A Prefeitura de Boa Vista informa em seu site oficial que promove diversas ações de amparo aos venezuelanos nas áreas da educação e saúde, com o levantamento e cadastramento junto aos programas sociais. “Além disso, é estudado junto ao governo federal a criação de abrigos para atender aos migrantes”, diz o município. A prefeita Teresa Surita (PMDB) anunciou, em agosto do ano passado, a instalação de um ponto de recepção dos imigrantes e reforma do abrigo em Pacaraima, entre outras medidas. No entanto, essas medidas não foram realizadas até o momento pela prefeita.

O governo federal repassou ao Estado de Roraima R$ 480 mil para serem utilizados na assistência aos imigrantes venezuelanos. Segundo a Secretaria Estadual e Bem-Estar Social (Setrabes), o recurso foi para alimentação, entrega de gás de cozinha e contratação de duas equipes técnicas – compostas por psicólogos, assistente social, antropólogo e agentes sócios-instrutores. Eles trabalham nos abrigos provisórios em Boa Vista e Pacaraima.

De acordo com o governo de Roraima, com o recurso federal 200 pessoas foram atendidas, mas a demanda já estava alta pois o número de abrigados já estava em 570 imigrantes.

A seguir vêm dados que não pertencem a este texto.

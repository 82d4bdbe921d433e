//! romlink-params - Telemetry parameter registry and bit decoder
//!
//! Telemetry values arrive packed into fixed-size blocks. Each value is
//! described by a [`ParameterDef`]: where its bits live inside the block,
//! whether they are signed, and how to turn the raw integer into a physical
//! value.
//!
//! Bit numbering is big-endian: bit 0 is the most significant bit of byte 0,
//! bit 8 the most significant bit of byte 1, and so on.
//!
//! # Quick Start
//!
//! ```rust
//! use romlink_params::{decode_block, BlockId};
//!
//! let mut block = [0u8; 16];
//! block[0] = 0x0B; // engine speed, raw 0x0BB8 * 0.25 = 750 rpm
//! block[1] = 0xB8;
//!
//! let values = decode_block(&block, BlockId::Engine).unwrap();
//! assert_eq!(values["engine_speed"], 750.0);
//! ```

pub mod bits;
pub mod catalog;
pub mod decode;
pub mod error;
pub mod registry;
pub mod types;

pub use bits::{extract_bits, sign_extend};
pub use decode::{decode_block, extract_all_parameters, extract_parameter};
pub use error::{ParamError, ParamResult};
pub use registry::{ParameterRegistry, PidEntry, PID_BASE};
pub use types::{BlockDef, BlockId, ParameterCategory, ParameterDef, RangeCheck};
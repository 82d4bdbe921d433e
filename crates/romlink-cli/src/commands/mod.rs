//! Command implementations for romlink

pub mod decode;
pub mod devices;
pub mod pids;
pub mod rom;

pub use decode::decode;
pub use devices::devices;
pub use pids::pids;
pub use rom::{read, write};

No final do ano passado, o governo estadual decretou situação de emergência social devido ao grande número de venezuelanos entrando pela fronteira. Segundo nota enviada pela assessoria, “o decreto de emergência atende a uma solicitação do governo federal para subsidiar o envio de recursos ao Estado para atendimento aos venezuelanos em situação de vulnerabilidade social”.

 

Tragédia humanitária

Fora de seu país, os indígenas Warao vêm sofrendo preconceito e xenofobia por parte de brasileiros que ainda não sabem como lidar com a migração. Cidades como Santarém e Belém, no Pará, estão recebendo os imigrantes venezuelanos. “A situação dos refugiados é uma das maiores tragédias humanitárias do planeta”, avalia a missionária irmã Clara.

“Você sair do seu lugar, é um outro costume e a pessoa não te aceita. O exercício que eu faço é me colocar no lugar do outro”, analisa ao dizer que o Brasil não sabe lidar com refugiados. “Um refugiado não traz somente problema, traz grandes possibilidades”, defende irmã Clara.

Ela trabalha na Fraternidade como missionária há cinco anos, sendo que desde 2016 em Roraima. Já esteve em missões na África, Turquia, Guatemala, Paraguai, Argentina, Chile, Uruguai. No Brasil, trabalhou após o desastre da barragem em Mariana, Minas Gerais, e no sertão de Alagoas. Ela acredita que a grande mudança sobre o olhar da crise humanitária de imigrantes venezuelanos no Brasil pode estar nas mãos da juventude.

“A grande revolução vem do jovem. Eles já não agridem os venezuelanos. Se conseguirmos envolver a juventude de Roraima podemos mudar essa situação”, diz irmã Clara.